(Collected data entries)
§ §

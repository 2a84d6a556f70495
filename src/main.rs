//! chainward - TTL-bounded iptables allow-lists
//!
//! # Usage
//!
//! ```bash
//! # Manage the chain interactively (or from a pipe), one command per line
//! chainward run --chain ALLOWLIST --ttl 300
//! > add 203.0.113.7
//! > iface wg0
//! > keepalive 203.0.113.7
//! > list
//! > del 203.0.113.7
//!
//! # One-shot operations
//! chainward flush --chain ALLOWLIST
//! chainward config --save
//! chainward audit --count 20
//! ```
//!
//! The chain must already exist (`iptables -N ALLOWLIST`) and be jumped to
//! from wherever the allow-list should apply.

use chainward::command;
use chainward::config::{self, SyncConfig};
use chainward::core::error::{Error, IptablesErrorPattern};
use chainward::{ChainSync, IptablesRunner, SyncEvent};
use clap::{Parser, Subcommand};
use std::path::PathBuf;
use std::process::ExitCode;
use tokio::io::{AsyncBufReadExt, BufReader};
use tokio::sync::broadcast::error::RecvError;
use tracing::{info, warn};

shadow_rs::shadow!(build);

#[derive(Parser)]
#[command(name = "chainward", version)]
#[command(about = "Keeps a TTL-bounded allow-list in an iptables chain", long_about = None)]
struct Cli {
    /// Configuration file (default: ~/.config/chainward/config.json)
    #[arg(long, global = true, value_name = "PATH")]
    config: Option<PathBuf>,

    /// Managed chain, overriding the configuration
    #[arg(long, global = true)]
    chain: Option<String>,

    /// Enable debug logging
    #[arg(short, long, global = true)]
    verbose: bool,

    #[command(subcommand)]
    command: Commands,
}

#[derive(Subcommand)]
enum Commands {
    /// Read commands from stdin and keep the chain in sync until EOF
    Run {
        /// Entry lifetime in seconds
        #[arg(long, value_name = "SECONDS")]
        ttl: Option<u64>,
        /// Default jump target for admitted addresses
        #[arg(long)]
        target: Option<String>,
        /// Path to the iptables binary
        #[arg(long, value_name = "PATH")]
        iptables: Option<PathBuf>,
        /// Serialize mutating operations on the chain
        #[arg(long)]
        serialize: bool,
        /// Flush the chain before accepting commands
        #[arg(long)]
        flush_on_start: bool,
    },
    /// Flush the managed chain once and exit
    Flush {
        /// Path to the iptables binary
        #[arg(long, value_name = "PATH")]
        iptables: Option<PathBuf>,
    },
    /// Print the effective configuration
    Config {
        /// Write it to the configuration file
        #[arg(long)]
        save: bool,
    },
    /// Show recent audit log entries
    Audit {
        #[arg(short = 'n', long, default_value_t = 20)]
        count: usize,
    },
    /// Show build information
    Version,
}

fn main() -> ExitCode {
    let cli = Cli::parse();

    let level = if cli.verbose {
        tracing::Level::DEBUG
    } else {
        tracing::Level::INFO
    };
    tracing_subscriber::fmt()
        .with_writer(std::io::stderr)
        .with_max_level(level)
        .init();

    let runtime = match tokio::runtime::Runtime::new() {
        Ok(runtime) => runtime,
        Err(e) => {
            eprintln!("Error: failed to create Tokio runtime: {e}");
            return ExitCode::FAILURE;
        }
    };

    match runtime.block_on(handle_cli(cli)) {
        Ok(()) => ExitCode::SUCCESS,
        Err(e) => {
            print_error(&e);
            ExitCode::FAILURE
        }
    }
}

fn print_error(err: &Error) {
    eprintln!("Error: {err}");
    if let Error::Iptables { message, .. } = err {
        let translation = IptablesErrorPattern::match_error(message);
        eprintln!("  {}", translation.user_message);
        for suggestion in translation.suggestions {
            eprintln!("  - {suggestion}");
        }
    }
}

async fn load_effective_config(cli: &Cli) -> chainward::Result<SyncConfig> {
    let mut config = match &cli.config {
        Some(path) => config::load_config_from(path).await?,
        None => config::load_config().await?,
    };
    if let Some(chain) = &cli.chain {
        config.chain.clone_from(chain);
    }
    Ok(config)
}

async fn handle_cli(cli: Cli) -> chainward::Result<()> {
    let mut config = load_effective_config(&cli).await?;

    match cli.command {
        Commands::Run {
            ttl,
            target,
            iptables,
            serialize,
            flush_on_start,
        } => {
            if let Some(ttl) = ttl {
                config.ttl_secs = ttl;
            }
            if let Some(target) = target {
                config.default_target = target;
            }
            if iptables.is_some() {
                config.iptables_path = iptables;
            }
            config.serialize_mutations |= serialize;
            config.validate()?;

            if (config.snapshot || config.audit)
                && let Err(e) = chainward::utils::ensure_dirs()
            {
                warn!("Failed to create state directories: {e}");
            }

            let runner = IptablesRunner::locate(config.iptables_path.as_deref(), config.elevation);
            info!("Using {}", runner.binary().display());
            let sync = ChainSync::new(config.to_settings(), runner)?;

            if flush_on_start {
                sync.flush(false).await?;
            }
            if let Some(path) = &sync.settings().snapshot_path {
                sync.restore(path).await?;
            }

            run_loop(&sync).await
        }
        Commands::Flush { iptables } => {
            if iptables.is_some() {
                config.iptables_path = iptables;
            }
            config.validate()?;

            let runner = IptablesRunner::locate(config.iptables_path.as_deref(), config.elevation);
            let sync = ChainSync::new(config.to_settings(), runner)?;
            sync.flush(false).await?;
            println!("Flushed {}", sync.chain());
            Ok(())
        }
        Commands::Config { save } => {
            config.validate()?;
            println!("{}", serde_json::to_string_pretty(&config)?);
            if save {
                let path = cli
                    .config
                    .or_else(config::default_config_path)
                    .ok_or_else(|| Error::Internal("No configuration directory".to_string()))?;
                if let Some(parent) = path.parent() {
                    tokio::fs::create_dir_all(parent).await?;
                }
                config::save_config(&config, &path).await?;
                println!("Saved to {}", path.display());
            }
            Ok(())
        }
        Commands::Audit { count } => {
            let path = chainward::audit::AuditLog::default_path()
                .ok_or_else(|| Error::Internal("No state directory".to_string()))?;
            let audit = chainward::audit::AuditLog::new(path);
            for event in audit.read_recent(count).await? {
                println!(
                    "{} {:<14} {:<10} {} {}",
                    event.timestamp.format("%Y-%m-%d %H:%M:%S"),
                    serde_json::to_value(event.event_type)?
                        .as_str()
                        .unwrap_or_default(),
                    event.chain,
                    if event.success { "ok" } else { "FAILED" },
                    event.details
                );
            }
            Ok(())
        }
        Commands::Version => {
            println!("chainward {}", build::PKG_VERSION);
            let dirty = if build::GIT_CLEAN { "" } else { "-dirty" };
            println!("commit:  {}{dirty}", build::SHORT_COMMIT);
            println!("built:   {}", build::BUILD_TIME);
            println!("rustc:   {}", build::RUST_VERSION);
            Ok(())
        }
    }
}

async fn run_loop(sync: &ChainSync<IptablesRunner>) -> chainward::Result<()> {
    let mut events = sync.subscribe();
    tokio::spawn(async move {
        loop {
            match events.recv().await {
                Ok(SyncEvent::Expired { key, target }) => println!("expired {key} ({target})"),
                Ok(SyncEvent::Error(e)) => print_error(&e),
                Err(RecvError::Lagged(missed)) => warn!("Dropped {missed} notifications"),
                Err(RecvError::Closed) => break,
            }
        }
    });

    info!(
        "Managing chain {}; commands: add, keepalive, iface, del, list, flush, flush-all",
        sync.chain()
    );

    let mut lines = BufReader::new(tokio::io::stdin()).lines();
    while let Some(line) = lines.next_line().await? {
        let line = line.trim();
        if line.is_empty() || line.starts_with('#') {
            continue;
        }
        match command::execute(sync, line).await {
            Ok(output) => println!("{output}"),
            Err(e) => print_error(&e),
        }
    }

    info!("stdin closed, {} entries still active", sync.list().len());
    Ok(())
}
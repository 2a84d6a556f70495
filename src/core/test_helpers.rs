//! Shared test utilities for core module tests
//!
//! This module is only compiled in test mode.

use crate::core::error::{Error, Result};
use crate::core::runner::{ChainCommand, CommandRunner};
use std::collections::HashSet;
use std::sync::{Arc, Mutex, MutexGuard, PoisonError};
use std::time::Duration;

/// Mutex for tests that need exclusive access to environment variables.
///
/// # Example
///
/// ```ignore
/// let _guard = ENV_VAR_MUTEX.lock().unwrap();
/// unsafe {
///     std::env::set_var("CHAINWARD_ELEVATION_METHOD", "sudo");
/// }
/// // ... test with custom env state ...
/// unsafe {
///     std::env::remove_var("CHAINWARD_ELEVATION_METHOD");
/// }
/// ```
pub static ENV_VAR_MUTEX: Mutex<()> = Mutex::new(());

#[derive(Debug, Default)]
struct RunnerState {
    issued: Vec<ChainCommand>,
    rules: Vec<ChainCommand>,
    fail_flush: bool,
    fail_matches: HashSet<String>,
    append_delay: Duration,
    flush_delay: Duration,
}

/// In-memory stand-in for iptables
///
/// Records every command issued and models the chain contents: appends push
/// a rule, flushes clear it. A command's effect lands as soon as it is
/// issued; the configured delay only postpones its completion, the way a
/// real process may exit some time after the kernel applied the change.
///
/// Clones share state, so keep one handle for assertions and move the other
/// into the synchronizer.
#[derive(Debug, Clone, Default)]
pub struct RecordingRunner {
    state: Arc<Mutex<RunnerState>>,
}

impl RecordingRunner {
    pub fn new() -> Self {
        Self::default()
    }

    fn state(&self) -> MutexGuard<'_, RunnerState> {
        self.state.lock().unwrap_or_else(PoisonError::into_inner)
    }

    /// Every command issued so far, failed ones included.
    pub fn commands(&self) -> Vec<ChainCommand> {
        self.state().issued.clone()
    }

    pub fn flush_count(&self) -> usize {
        self.commands()
            .iter()
            .filter(|c| matches!(c, ChainCommand::Flush { .. }))
            .count()
    }

    /// Sources of every `-s` append issued, in issue order.
    pub fn appended_sources(&self) -> Vec<String> {
        self.commands()
            .into_iter()
            .filter_map(|c| match c {
                ChainCommand::Append { source, .. } => Some(source),
                _ => None,
            })
            .collect()
    }

    /// Rules currently in the modelled chain, as iptables arguments.
    pub fn chain_rules(&self) -> Vec<String> {
        self.state().rules.iter().map(ToString::to_string).collect()
    }

    /// Sources with an `-s` rule in the modelled chain, sorted.
    pub fn chain_sources(&self) -> Vec<String> {
        let mut sources: Vec<String> = self
            .state()
            .rules
            .iter()
            .filter_map(|c| match c {
                ChainCommand::Append { source, .. } => Some(source.clone()),
                _ => None,
            })
            .collect();
        sources.sort();
        sources
    }

    /// Forgets the command history but keeps the modelled chain.
    pub fn clear_history(&self) {
        self.state().issued.clear();
    }

    pub fn fail_flush(&self, fail: bool) {
        self.state().fail_flush = fail;
    }

    /// Makes appends for this source address or interface fail.
    pub fn fail_on(&self, key: &str) {
        self.state().fail_matches.insert(key.to_string());
    }

    pub fn set_delays(&self, append: Duration, flush: Duration) {
        let mut state = self.state();
        state.append_delay = append;
        state.flush_delay = flush;
    }
}

impl CommandRunner for RecordingRunner {
    async fn run(&self, command: &ChainCommand) -> Result<()> {
        let delay = {
            let mut state = self.state();
            state.issued.push(command.clone());

            let fails = match command {
                ChainCommand::Flush { .. } => state.fail_flush,
                ChainCommand::Append { source, .. } => state.fail_matches.contains(source),
                ChainCommand::AppendInterface { interface, .. } => {
                    state.fail_matches.contains(interface)
                }
            };
            if fails {
                return Err(Error::Iptables {
                    message: format!("mock failure: {command}"),
                    stderr: Some("iptables: Bad argument".to_string()),
                    exit_code: Some(2),
                });
            }

            if let ChainCommand::Flush { .. } = command {
                state.rules.clear();
                state.flush_delay
            } else {
                state.rules.push(command.clone());
                state.append_delay
            }
        };

        if !delay.is_zero() {
            tokio::time::sleep(delay).await;
        }
        Ok(())
    }
}
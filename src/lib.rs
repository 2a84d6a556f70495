//! chainward - TTL-bounded iptables allow-lists
//!
//! Maintains a time-bounded allow-list of addresses in a single iptables
//! chain and keeps an in-process record synchronized with the chain's rules.
//!
//! # Architecture
//!
//! - [`core`] - Entry store, chain synchronizer and iptables interaction
//! - [`audit`] - Audit logging for chain mutations
//! - [`command`] - Line protocol read by `chainward run`
//! - [`validators`] - Input validation for command-line arguments
//! - [`config`] - Configuration persistence
//! - [`elevation`] - Optional sudo/run0 prefix for firewall commands
//! - [`utils`] - XDG directories and binary resolution

// Allow pedantic clippy warnings that are not worth fixing for this codebase
#![allow(clippy::must_use_candidate)]
#![allow(clippy::return_self_not_must_use)]
#![allow(clippy::uninlined_format_args)]
#![allow(clippy::missing_errors_doc)]

pub mod audit;
pub mod command;
pub mod config;
pub mod core;
pub mod elevation;
pub mod utils;
pub mod validators;

// Re-export commonly used types
pub use core::error::{Error, Result};
pub use core::runner::{ChainCommand, CommandRunner, IptablesRunner};
pub use core::sync::{ChainSync, SyncEvent, SyncSettings};
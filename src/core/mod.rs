//! Core chain synchronization functionality
//!
//! - [`store`]: TTL-indexed entry store with expiry notifications
//! - [`sync`]: Keeps the managed chain consistent with the store
//! - [`runner`]: Firewall command model and the `iptables` runner
//! - [`snapshot`]: Optional persistence of the store across restarts
//! - [`error`]: Error types for chain operations

pub mod error;
pub mod runner;
pub mod snapshot;
pub mod store;
pub mod sync;

#[cfg(test)]
pub mod test_helpers;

§ §

### WHAT IS EXPECTED:
The number alone, please: how many lines in the data contain the string "Show"?

### SOLUTION FOR THIS PROBLEM:
2